Renjun
"Hyung, kayaknya aku bakal nginep di rumah temen 3 hari 2 malem. Kalau Sungchan nyariin telfon aja gapapa, nanti aku pulang."
.
.
'Ren, kalo semisal saya yang nyariin kamu bakal pulang juga gak?' batin Jaehyun setelah membaca bubble chat yang Renjun kirimkan. Layar ponselnya masih terus merujuk pesan milik Renjun yang sudah 2 hari hanya ia baca. Ingin sekali Jaehyun menjahili Sungchan agar anaknya menangis lalu mencari Renjun papa kesayangannya. Akan tetapi, inginnya hanyalah angan semata. Jaehyun membiarkan Renjun pergi menginap di rumah kekasihnya, dan di sinilah Jaehyun, duduk diam seraya menatap beberapa lembar dokumennya.
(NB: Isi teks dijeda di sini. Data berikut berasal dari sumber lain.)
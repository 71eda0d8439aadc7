//! Daemon configuration
//!
//! Loaded from `fleet.toml`. A missing file means defaults; `FLEET_*`
//! environment variables override individual keys.

pub mod parser;
pub mod schema;
pub mod store;

pub use parser::{parse_fleet_toml, parse_fleet_toml_str, to_toml};
pub use schema::{ApmConfig, DaemonConfig};
pub use store::ConfigStore;
//! Installer backed by the installer binary.

use std::collections::BTreeMap;
use std::path::{Path, PathBuf};

use async_trait::async_trait;
use serde::Deserialize;
use serde::de::DeserializeOwned;
use tokio::process::Command;
use tracing::debug;

use crate::errors::{ErrorCode, InstallerError};
use crate::installer::{Installer, PackageVersions, SelfUpdater};

/// Error payload the installer binary prints on stderr when it fails.
#[derive(Debug, Deserialize)]
struct ErrorPayload {
    error: String,
    #[serde(default)]
    code: u64,
}

/// Runs each operation as a subcommand of the installer binary.
#[derive(Debug, Clone)]
pub struct ExecInstaller {
    bin: PathBuf,
}

impl ExecInstaller {
    pub fn new(bin: PathBuf) -> Self {
        Self { bin }
    }

    pub fn bin(&self) -> &Path {
        &self.bin
    }

    async fn run(&self, args: &[&str]) -> Result<Vec<u8>, InstallerError> {
        debug!(bin = %self.bin.display(), ?args, "Running installer");
        let output = Command::new(&self.bin)
            .args(args)
            .output()
            .await
            .map_err(|e| {
                InstallerError::unknown(format!(
                    "could not run installer {}: {}",
                    self.bin.display(),
                    e
                ))
            })?;

        if output.status.success() {
            return Ok(output.stdout);
        }
        Err(parse_failure(&output.stderr, output.status.code()))
    }

    async fn run_json<T: DeserializeOwned>(&self, args: &[&str]) -> Result<T, InstallerError> {
        let stdout = self.run(args).await?;
        serde_json::from_slice(&stdout).map_err(|e| {
            InstallerError::unknown(format!("could not decode installer output: {}", e))
        })
    }
}

fn parse_failure(stderr: &[u8], status: Option<i32>) -> InstallerError {
    let text = String::from_utf8_lossy(stderr);
    let text = text.trim();
    if let Ok(payload) = serde_json::from_str::<ErrorPayload>(text) {
        return InstallerError::new(ErrorCode::from(payload.code), payload.error);
    }
    match status {
        Some(code) if text.is_empty() => {
            InstallerError::unknown(format!("installer exited with status {}", code))
        }
        None if text.is_empty() => InstallerError::unknown("installer terminated by signal"),
        _ => InstallerError::unknown(text.to_string()),
    }
}

#[async_trait]
impl Installer for ExecInstaller {
    async fn install(&self, url: &str, args: &[String]) -> Result<(), InstallerError> {
        let mut cmd = vec!["install", url];
        cmd.extend(args.iter().map(String::as_str));
        self.run(&cmd).await.map(drop)
    }

    async fn install_experiment(&self, url: &str) -> Result<(), InstallerError> {
        self.run(&["install-experiment", url]).await.map(drop)
    }

    async fn remove_experiment(&self, package: &str) -> Result<(), InstallerError> {
        self.run(&["remove-experiment", package]).await.map(drop)
    }

    async fn promote_experiment(&self, package: &str) -> Result<(), InstallerError> {
        self.run(&["promote-experiment", package]).await.map(drop)
    }

    async fn state(&self, package: &str) -> Result<PackageVersions, InstallerError> {
        self.run_json(&["state", package]).await
    }

    async fn states(&self) -> Result<BTreeMap<String, PackageVersions>, InstallerError> {
        self.run_json(&["states"]).await
    }

    async fn garbage_collect(&self) -> Result<(), InstallerError> {
        self.run(&["garbage-collect"]).await.map(drop)
    }
}

#[async_trait]
impl SelfUpdater for ExecInstaller {
    async fn install_experiment(&self, url: &str) -> Result<(), InstallerError> {
        self.run(&["bootstrap", "--experiment", url]).await.map(drop)
    }
}
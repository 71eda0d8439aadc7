//! Fleet - package experiment daemon
//!
//! Usage:
//!   fleet run                   # Run the daemon, reading remote requests from stdin
//!   fleet state                 # Show installed package versions
//!   fleet start-experiment ...  # Direct lifecycle operations

use std::path::{Path, PathBuf};
use std::sync::Arc;

use anyhow::{Context, Result};
use clap::{Parser, Subcommand, ValueEnum};
use tokio::io::{AsyncBufReadExt, BufReader};
use tracing::{info, warn};
use tracing_subscriber::{layer::SubscriberExt, util::SubscriberInitExt};

use fleet_core::prelude::*;
use fleet_core::remote::LocalRemoteClient;

#[derive(Parser)]
#[command(name = "fleet")]
#[command(about = "Package experiment daemon", long_about = None)]
struct Cli {
    /// Path to fleet.toml (defaults to the user config directory)
    #[arg(long, global = true)]
    config: Option<PathBuf>,

    #[command(subcommand)]
    command: Commands,
}

#[derive(Subcommand)]
enum Commands {
    /// Run the daemon in the foreground
    ///
    /// Remote requests are read from stdin, one JSON object per line. Every
    /// published state snapshot is printed to stdout as JSON.
    Run {
        /// Catalog JSON file loaded before reading requests
        #[arg(long)]
        catalog: Option<PathBuf>,
    },

    /// Install a package from a URL
    Install {
        url: String,
        /// Extra arguments passed to the installer
        #[arg(last = true)]
        args: Vec<String>,
    },

    /// Start an experiment from a package URL
    StartExperiment { url: String },

    /// Stop the running experiment of a package
    StopExperiment { package: String },

    /// Promote the running experiment of a package to stable
    PromoteExperiment { package: String },

    /// Show installed package versions
    State {
        /// Output format
        #[arg(short, long, default_value = "table")]
        format: OutputFormat,
    },

    /// Look up a package in a catalog for this platform
    Package {
        name: String,
        version: String,
        /// Catalog JSON file
        #[arg(long)]
        catalog: PathBuf,
    },

    /// Show whether APM injection is active on this host
    ApmStatus {
        /// Output format
        #[arg(short, long, default_value = "table")]
        format: OutputFormat,
    },
}

#[derive(Clone, Copy, ValueEnum, Default)]
enum OutputFormat {
    /// Human-readable table
    #[default]
    Table,
    /// Machine-readable JSON
    Json,
}

#[tokio::main]
async fn main() -> Result<()> {
    tracing_subscriber::registry()
        .with(
            tracing_subscriber::EnvFilter::try_from_default_env()
                .unwrap_or_else(|_| "fleet=debug,info".into()),
        )
        .with(tracing_subscriber::fmt::layer().with_writer(std::io::stderr))
        .init();

    let cli = Cli::parse();
    let mut config = load_config(cli.config)?;
    if matches!(cli.command, Commands::Run { .. }) {
        config = foreground_config(config);
    }
    let remote = LocalRemoteConfig::new();
    let daemon = build_daemon(config, remote.clone());

    match cli.command {
        Commands::Run { catalog } => run_daemon(&daemon, remote.client(), catalog).await?,
        Commands::Install { url, args } => daemon.install(&url, &args).await?,
        Commands::StartExperiment { url } => daemon.start_experiment(&url).await?,
        Commands::StopExperiment { package } => daemon.stop_experiment(&package).await?,
        Commands::PromoteExperiment { package } => daemon.promote_experiment(&package).await?,
        Commands::State { format } => {
            let states = daemon.get_state().await?;
            match format {
                OutputFormat::Table => print_state_table(&states),
                OutputFormat::Json => println!("{}", serde_json::to_string_pretty(&states)?),
            }
        }
        Commands::Package {
            name,
            version,
            catalog,
        } => {
            daemon.update_catalog(read_catalog(&catalog)?).await;
            let package = daemon.get_package(&name, &version).await?;
            println!("{}", serde_json::to_string_pretty(&package)?);
        }
        Commands::ApmStatus { format } => {
            let status = daemon.get_apm_injection_status().await?;
            match format {
                OutputFormat::Table => print_apm_status(&status),
                OutputFormat::Json => println!("{}", serde_json::to_string_pretty(&status)?),
            }
        }
    }

    Ok(())
}

fn load_config(path: Option<PathBuf>) -> Result<DaemonConfig> {
    let store = match path {
        Some(path) => ConfigStore::from_path(path),
        None => ConfigStore::from_default_location()?,
    };
    let mut config = store.load()?;
    config.apply_env_overrides()?;
    Ok(config)
}

/// Foreground mode is driven through the local transport, so it is always
/// started regardless of `remote_updates`.
fn foreground_config(mut config: DaemonConfig) -> DaemonConfig {
    if !config.remote_updates {
        info!("Enabling the local remote transport for foreground mode");
        config.remote_updates = true;
    }
    config
}

fn build_daemon(config: DaemonConfig, remote: LocalRemoteConfig) -> Daemon {
    let installer = Arc::new(ExecInstaller::new(config.installer_bin()));
    Daemon::builder(installer.clone(), installer, Arc::new(remote))
        .config(config)
        .build()
}

fn read_catalog(path: &Path) -> Result<Catalog> {
    let content = std::fs::read(path)
        .with_context(|| format!("Failed to read catalog: {}", path.display()))?;
    Catalog::from_slice(&content)
}

async fn run_daemon(
    daemon: &Daemon,
    client: LocalRemoteClient,
    catalog: Option<PathBuf>,
) -> Result<()> {
    let mut updates = client.subscribe();
    let (done_tx, mut done_rx) = tokio::sync::oneshot::channel::<()>();
    let printer = tokio::spawn(async move {
        loop {
            tokio::select! {
                changed = updates.changed() => {
                    if changed.is_err() {
                        return;
                    }
                    print_snapshot(&updates.borrow_and_update());
                }
                _ = &mut done_rx => {
                    if updates.has_changed().unwrap_or(false) {
                        print_snapshot(&updates.borrow_and_update());
                    }
                    return;
                }
            }
        }
    });

    daemon.start().await?;
    if let Some(path) = catalog {
        daemon.update_catalog(read_catalog(&path)?).await;
    }

    let mut lines = BufReader::new(tokio::io::stdin()).lines();
    loop {
        tokio::select! {
            _ = tokio::signal::ctrl_c() => {
                info!("Interrupted");
                break;
            }
            line = lines.next_line() => {
                let Some(line) = line.context("Failed to read stdin")? else {
                    break;
                };
                if line.trim().is_empty() {
                    continue;
                }
                let request: RemoteApiRequest = match serde_json::from_str(&line) {
                    Ok(request) => request,
                    Err(e) => {
                        warn!("Ignoring malformed request: {}", e);
                        continue;
                    }
                };
                if let Err(e) = client.push_request(request).await {
                    warn!("Could not schedule request: {}", e);
                }
            }
        }
    }

    daemon.stop().await?;
    let _ = done_tx.send(());
    printer.await.context("State printer failed")?;
    Ok(())
}

fn print_snapshot(snapshot: &[PackageState]) {
    match serde_json::to_string(snapshot) {
        Ok(line) => println!("{}", line),
        Err(e) => warn!("could not encode state: {}", e),
    }
}

fn print_state_table(states: &std::collections::BTreeMap<String, PackageVersions>) {
    if states.is_empty() {
        println!("No packages installed.");
        return;
    }

    println!("{:<30} {:<20} Experiment", "Package", "Stable");
    println!("{}", "-".repeat(70));

    for (package, versions) in states {
        let experiment = if versions.has_experiment() {
            versions.experiment.as_str()
        } else {
            "-"
        };
        println!("{:<30} {:<20} {}", package, versions.stable, experiment);
    }
}

fn print_apm_status(status: &ApmInjectionStatus) {
    let yes_no = |b: bool| if b { "yes" } else { "no" };
    println!("{:<22} {}", "Host instrumented", yes_no(status.host_instrumented));
    println!("{:<22} {}", "Docker installed", yes_no(status.docker_installed));
    println!(
        "{:<22} {}",
        "Docker instrumented",
        yes_no(status.docker_instrumented)
    );
}
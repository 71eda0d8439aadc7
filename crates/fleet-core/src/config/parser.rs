//! TOML parser with helpful error messages

use super::schema::DaemonConfig;
use anyhow::{Context, Result};
use std::path::Path;

/// Parse fleet.toml with detailed error messages
pub fn parse_fleet_toml(path: &Path) -> Result<DaemonConfig> {
    let content = std::fs::read_to_string(path)
        .with_context(|| format!("Failed to read config file: {}", path.display()))?;

    parse_fleet_toml_str(&content)
        .with_context(|| format!("Failed to parse config file: {}", path.display()))
}

/// Parse fleet.toml content from string
pub fn parse_fleet_toml_str(content: &str) -> Result<DaemonConfig> {
    let config: DaemonConfig =
        toml::from_str(content).map_err(|e| enhance_toml_error(e, content))?;

    config.validate()?;

    Ok(config)
}

/// Prefix the error with the lines around the failing key.
fn enhance_toml_error(error: toml::de::Error, content: &str) -> anyhow::Error {
    let Some(span) = error.span() else {
        return anyhow::anyhow!("TOML parsing error: {}", error);
    };

    let offset = span.start.min(content.len());
    let line = content.get(..offset).unwrap_or(content).matches('\n').count() + 1;
    anyhow::anyhow!(
        "TOML parsing error at line {}:\n{}\n\nError: {}",
        line,
        line_context(content, line),
        error
    )
}

/// One line of context on each side of `line` (1-based), the target marked `>>>`.
fn line_context(content: &str, line: usize) -> String {
    content
        .lines()
        .enumerate()
        .map(|(i, text)| (i + 1, text))
        .filter(|(num, _)| num.abs_diff(line) <= 1)
        .map(|(num, text)| {
            let marker = if num == line { ">>>" } else { "   " };
            format!("{marker} {num:4} | {text}")
        })
        .collect::<Vec<_>>()
        .join("\n")
}

/// Serialize a configuration to TOML string
pub fn to_toml(config: &DaemonConfig) -> Result<String> {
    toml::to_string_pretty(config).with_context(|| "Failed to serialize configuration to TOML")
}
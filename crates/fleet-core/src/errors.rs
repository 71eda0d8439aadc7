//! Error types for the fleet daemon.

use std::path::PathBuf;

use serde::{Deserialize, Serialize};
use thiserror::Error;

pub type Result<T> = std::result::Result<T, DaemonError>;

/// Numeric error codes reported upstream with a failed task.
#[derive(Debug, Clone, Copy, PartialEq, Eq, Hash, Serialize, Deserialize)]
#[serde(into = "u64", from = "u64")]
pub enum ErrorCode {
    Unknown,
    DownloadFailed,
    NotEnoughDiskSpace,
    PackageNotFound,
    FilesystemIssue,
}

impl ErrorCode {
    pub fn as_u64(self) -> u64 {
        match self {
            ErrorCode::Unknown => 0,
            ErrorCode::DownloadFailed => 1,
            ErrorCode::NotEnoughDiskSpace => 2,
            ErrorCode::PackageNotFound => 3,
            ErrorCode::FilesystemIssue => 4,
        }
    }
}

impl From<u64> for ErrorCode {
    fn from(code: u64) -> Self {
        match code {
            1 => ErrorCode::DownloadFailed,
            2 => ErrorCode::NotEnoughDiskSpace,
            3 => ErrorCode::PackageNotFound,
            4 => ErrorCode::FilesystemIssue,
            _ => ErrorCode::Unknown,
        }
    }
}

impl From<ErrorCode> for u64 {
    fn from(code: ErrorCode) -> Self {
        code.as_u64()
    }
}

/// Failure reported by the package installer.
#[derive(Error, Debug, Clone, PartialEq, Eq)]
#[error("{message}")]
pub struct InstallerError {
    code: ErrorCode,
    message: String,
}

impl InstallerError {
    pub fn new(code: ErrorCode, message: impl Into<String>) -> Self {
        Self {
            code,
            message: message.into(),
        }
    }

    pub fn unknown(message: impl Into<String>) -> Self {
        Self::new(ErrorCode::Unknown, message)
    }

    pub fn code(&self) -> ErrorCode {
        self.code
    }

    pub fn message(&self) -> &str {
        &self.message
    }
}

#[derive(Error, Debug)]
pub enum DaemonError {
    #[error("could not {op}: {source}")]
    Operation {
        op: &'static str,
        #[source]
        source: InstallerError,
    },

    #[error("could not get package {package}, {version} for {arch}, {os}")]
    PackageNotFound {
        package: String,
        version: String,
        arch: String,
        os: String,
    },

    #[error("could not unmarshal {method} params: {source}")]
    InvalidParams {
        method: String,
        #[source]
        source: serde_json::Error,
    },

    #[error("unknown method: {0}")]
    UnknownMethod(String),

    #[error("could not read {path}: {source}")]
    ReadFile {
        path: PathBuf,
        #[source]
        source: std::io::Error,
    },

    #[error("could not look up {binary}: {source}")]
    Lookup {
        binary: &'static str,
        #[source]
        source: which::Error,
    },

    #[error("remote request queue is closed")]
    QueueClosed,

    #[error("daemon is already started")]
    AlreadyStarted,

    #[error("daemon is not running")]
    NotRunning,

    #[error("Internal error: {0}")]
    Internal(String),
}

impl DaemonError {
    pub(crate) fn operation(op: &'static str, source: InstallerError) -> Self {
        DaemonError::Operation { op, source }
    }

    /// Returns the installer error at the root of this failure, if any.
    pub fn installer_error(&self) -> Option<&InstallerError> {
        let mut current: Option<&(dyn std::error::Error + 'static)> = Some(self);
        while let Some(err) = current {
            if let Some(installer) = err.downcast_ref::<InstallerError>() {
                return Some(installer);
            }
            current = err.source();
        }
        None
    }

    /// Error code reported upstream for this failure.
    pub fn code(&self) -> ErrorCode {
        self.installer_error()
            .map(InstallerError::code)
            .unwrap_or(ErrorCode::Unknown)
    }
}
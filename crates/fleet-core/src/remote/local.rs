//! In-process remote config transport.
//!
//! Used when the daemon runs in the foreground: catalogs and requests are fed
//! through a [`LocalRemoteClient`] instead of a network channel.

use std::sync::{Arc, Mutex, PoisonError};

use tokio::sync::watch;
use tracing::debug;

use crate::catalog::Catalog;
use crate::errors::{DaemonError, Result};
use crate::remote::{PackageState, RemoteApiRequest, RemoteConfig, RemoteHooks};

#[derive(Debug)]
struct Shared {
    hooks: Mutex<Option<RemoteHooks>>,
    state: watch::Sender<Vec<PackageState>>,
}

#[derive(Debug, Clone)]
pub struct LocalRemoteConfig {
    shared: Arc<Shared>,
}

impl LocalRemoteConfig {
    pub fn new() -> Self {
        let (state, _) = watch::channel(Vec::new());
        Self {
            shared: Arc::new(Shared {
                hooks: Mutex::new(None),
                state,
            }),
        }
    }

    /// Handle for pushing updates and reading published state.
    pub fn client(&self) -> LocalRemoteClient {
        LocalRemoteClient {
            shared: Arc::clone(&self.shared),
        }
    }
}

impl Default for LocalRemoteConfig {
    fn default() -> Self {
        Self::new()
    }
}

impl RemoteConfig for LocalRemoteConfig {
    fn start(&self, hooks: RemoteHooks) {
        debug!("Local remote config started");
        *self
            .shared
            .hooks
            .lock()
            .unwrap_or_else(PoisonError::into_inner) = Some(hooks);
    }

    fn close(&self) {
        debug!("Local remote config closed");
        self.shared
            .hooks
            .lock()
            .unwrap_or_else(PoisonError::into_inner)
            .take();
    }

    fn set_state(&self, packages: Vec<PackageState>) {
        self.shared.state.send_replace(packages);
    }
}

#[derive(Debug, Clone)]
pub struct LocalRemoteClient {
    shared: Arc<Shared>,
}

impl LocalRemoteClient {
    fn hooks(&self) -> Result<RemoteHooks> {
        self.shared
            .hooks
            .lock()
            .unwrap_or_else(PoisonError::into_inner)
            .clone()
            .ok_or(DaemonError::NotRunning)
    }

    pub async fn push_catalog(&self, catalog: Catalog) -> Result<()> {
        self.hooks()?.on_catalog_update(catalog).await
    }

    pub async fn push_request(&self, request: RemoteApiRequest) -> Result<()> {
        self.hooks()?.on_request(request).await
    }

    /// Last published snapshot.
    pub fn state(&self) -> Vec<PackageState> {
        self.shared.state.borrow().clone()
    }

    pub fn subscribe(&self) -> watch::Receiver<Vec<PackageState>> {
        self.shared.state.subscribe()
    }
}
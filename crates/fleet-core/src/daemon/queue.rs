//! Bounded queue of remote requests with an outstanding-request counter.

use std::sync::atomic::{AtomicUsize, Ordering};
use std::sync::{Arc, Mutex, PoisonError};

use tokio::sync::mpsc;

use crate::errors::{DaemonError, Result};
use crate::remote::RemoteApiRequest;

#[derive(Debug)]
pub(crate) struct RequestQueue {
    sender: Mutex<Option<mpsc::Sender<RemoteApiRequest>>>,
    receiver: Mutex<Option<mpsc::Receiver<RemoteApiRequest>>>,
    pending: Arc<AtomicUsize>,
}

impl RequestQueue {
    pub(crate) fn new(capacity: usize) -> Self {
        let (sender, receiver) = mpsc::channel(capacity.max(1));
        Self {
            sender: Mutex::new(Some(sender)),
            receiver: Mutex::new(Some(receiver)),
            pending: Arc::new(AtomicUsize::new(0)),
        }
    }

    /// Enqueue a request, waiting for room when the queue is full.
    ///
    /// The request is counted only once a slot is reserved, and counting and
    /// sending happen without an await in between. Dropping the returned
    /// future while it waits leaves the counter untouched.
    pub(crate) async fn schedule(&self, request: RemoteApiRequest) -> Result<()> {
        let sender = self
            .sender
            .lock()
            .unwrap_or_else(PoisonError::into_inner)
            .as_ref()
            .ok_or(DaemonError::QueueClosed)?
            .clone();

        let permit = sender
            .reserve()
            .await
            .map_err(|_| DaemonError::QueueClosed)?;
        self.pending.fetch_add(1, Ordering::SeqCst);
        permit.send(request);
        Ok(())
    }

    /// Refuse new requests. Already scheduled ones stay in the channel.
    pub(crate) fn close(&self) {
        self.sender
            .lock()
            .unwrap_or_else(PoisonError::into_inner)
            .take();
    }

    /// Hand the receiving side to the worker. Only succeeds once.
    pub(crate) fn take_receiver(&self) -> Option<mpsc::Receiver<RemoteApiRequest>> {
        self.receiver
            .lock()
            .unwrap_or_else(PoisonError::into_inner)
            .take()
    }

    pub(crate) fn pending(&self) -> usize {
        self.pending.load(Ordering::SeqCst)
    }

    /// Marks one request as done when dropped.
    pub(crate) fn pending_guard(&self) -> PendingGuard {
        PendingGuard {
            pending: Arc::clone(&self.pending),
        }
    }
}

pub(crate) struct PendingGuard {
    pending: Arc<AtomicUsize>,
}

impl Drop for PendingGuard {
    fn drop(&mut self) {
        self.pending.fetch_sub(1, Ordering::SeqCst);
    }
}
"Tahan tahan, tinggal 1 malam lagi, besok Renjun udah di rumah." Kalimat itu terus diucapkan berkali-kali layaknya kaset rusak.
Jaehyun kira dengan kejadian malam di mana Renjun menyerahkan dirinya adalah bukti bahwa ia dapat seutuhnya memiliki Renjun, akan tetapi Jaehyun harus bersabar untuk berbagi dengan orang lain.
Yah, hatinya memang berkata untuk sabar akan tetapi otaknya berkebalikan, secara sengaja jari itu menekan tombol dial, tak berselang lama, panggilan itu tersambung.
"Halo hyung?" Akhirnya, Jaehyun dapat mendengar suara merdu itu.
"Kenapa? Sungchan nyariin aku?" Lanjut Renjun bertanya langsung ke intinya, Jaehyun menggelengkan kepalanya pelan dan jelas saja Renjun tidak melihatnya, dia memang bodoh.
"Saya."
"Huh?"
"Saya yang nyariin, bisa pulang sore ini?"
"Eh?" Di sana Renjun tertegun selama beberapa detik, samar-samar Jaehyun dapat mendengar suara seseorang memanggil 'babe'
"Aku tutup dulu ya, nanti aku usahain." Dan setelah itu panggilan terputus tanpa Renjun menunggu jawaban Jaehyun.
Setelah panggilan itu Jaehyun merasakan keheningan yang luar biasa padahal di luar ruangannya begitu ramai orang bercakap, kuasa tangan itu membuka laci mejanya, diambilnya sebuah foto berukuran 3R, itu adalah potret winwin saat masih duduk di bangku kuliah, senyuman lebar mengembang memperlihatkan gummy smile nya, Jaehyun mengusap foto itu begitu lembut, "Win, apa yang harus aku lakukan?" Monolognya, yang tanpa sadar bahwa Renjun telah berdiri di hadapannya dan mengamati apa yang tengah suaminya lakukan dengan foto mendiang kakaknya.
"Renjun?" Terkejut, tentu saja. Baru 10 menit yang lalu panggilan mereka terputus dan tiba-tiba saja Renjun sudah berdiri di hadapannya dengan senyuman. Jaehyun gelagapan. Ia seperti tertangkap basah tengah berselingkuh.
"Ya? Aku kirain hyung sakit karena suaranya kedengeran lemes, jadi buru-buru ke sini. Tapi kayaknya hyung baik-baik aja." Ujarnya masih mempertahankan senyuman di wajahnya, membuat sudut hati Jaehyun gelisah, ia tidak menyukai senyuman Renjun yang saat ini, karena binar matanya terlihat redup tidak seperti biasa.
"Renjun...."
"Oh itu foto Kak Winwin pas masih kuliah. Aku inget ini, soalnya aku ada di sana!" Renjun berseru untuk memotong ucapan Jaehyun, yang lebih muda hanya tidak ingin mendengar namanya dipanggil untuk saat ini.
"Renjun..." Jaehyun mencoba memanggilnya lagi, ia masih berusaha meraih Renjun.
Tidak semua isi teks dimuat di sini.